On Wed, Feb 25, 2015 at 09:08:09AM +0900, Minchan Kim wrote:
> Hi Michal,
> 
> On Tue, Feb 24, 2015 at 04:43:18PM +0100, Michal Hocko wrote:
> > On Tue 24-02-15 17:18:14, Minchan Kim wrote:
> > > Recently, Shaohua reported that MADV_FREE is much slower than
> > > MADV_DONTNEED in his MADV_FREE bomb test. The reason is many of
> > > applications went to stall with direct reclaim since kswapd's
> > > reclaim speed isn't fast than applications's allocation speed
> > > so that it causes lots of stall and lock contention.
> > 
> > I am not sure I understand this correctly.
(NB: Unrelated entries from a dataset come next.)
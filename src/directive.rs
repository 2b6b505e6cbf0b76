//! # Directive Parsing
//!
//! A submission has the shape `%<interpreter> <body>`: a `%`, a contiguous
//! non-whitespace interpreter name, one ASCII whitespace separator, and the
//! rest of the line as the body. The interpreter name is not validated here; unknown
//! names are resolved (and rejected) by the [`EngineRegistry`](crate::engine::EngineRegistry).

use lazy_static::lazy_static;
use regex::Regex;
use tracing::instrument;

use crate::error::{DispatchError, DispatchResult};

// Whitespace here is ASCII only: space, \t, \n, \x0B, \f and \r.
lazy_static! {
    static ref DIRECTIVE: Regex =
        Regex::new(r"^%([^ \t\n\x0B\x0C\r]+)[ \t\n\x0B\x0C\r](.*)").expect("directive pattern");
}

/// A parsed `%interpreter body` submission.
#[derive(Debug, Clone, PartialEq, Eq)]
pub struct Directive<'a> {
    pub interpreter: &'a str,
    pub body: &'a str,
}

/// Splits `code` into interpreter name and body.
///
/// Only the first line contributes to the body.
#[instrument(level = "debug")]
pub fn parse(code: &str) -> DispatchResult<Directive<'_>> {
    let captures = DIRECTIVE.captures(code).ok_or(DispatchError::Parse)?;
    let (Some(interpreter), Some(body)) = (captures.get(1), captures.get(2)) else {
        return Err(DispatchError::Parse);
    };
    let body = body.as_str();
    Ok(Directive {
        interpreter: interpreter.as_str(),
        body: body.strip_suffix('\r').unwrap_or(body),
    })
}
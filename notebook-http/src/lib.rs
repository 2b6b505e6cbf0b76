//! Notebook HTTP API Server
//!
//! Serves `POST /execute` on top of [`notebook::Dispatcher`], plus a small
//! surface for inspecting and dropping sessions.

pub mod error;
pub mod handlers;
pub mod models;
pub mod routes;
pub mod server;

use server::{ServerConfig, start_server};
use tracing_subscriber::EnvFilter;

/// Installs the global fmt subscriber. `RUST_LOG`, when set, takes precedence
/// over `log_level`.
pub fn init_tracing(log_level: &str) {
    let filter = EnvFilter::try_from_default_env().unwrap_or_else(|_| EnvFilter::new(log_level));
    tracing_subscriber::fmt().with_env_filter(filter).init();
}

/// Start the server with the default configuration
pub async fn start() -> anyhow::Result<()> {
    start_server(ServerConfig::default()).await
}

/// Start the server with a custom configuration
pub async fn start_with_config(config: ServerConfig) -> anyhow::Result<()> {
    start_server(config).await
}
So the issue is that there is
> > huge number of MADV_FREE on the LRU and they are not close to the tail
> > of the list so the reclaim has to do a lot of work before it starts
> > dropping them?
> 
> No, Shaohua already tested deactivating of hinted pages to head/tail
> of inactive anon LRU and he said it didn't solve his problem.
> I thought main culprit was scanning/rotating/throttling in
> direct reclaim path.

I investigated my workload and found most of slowness came from swapin.

1) dontneed: 1,612 swapin
2) madvfree: 879,585 swapin

If we find hinted pages were already swapped out when syscall is called,
it's pointless to keep the pages in pte. Instead, free the cold page
because swapin is more expensive than (alloc page + zeroing).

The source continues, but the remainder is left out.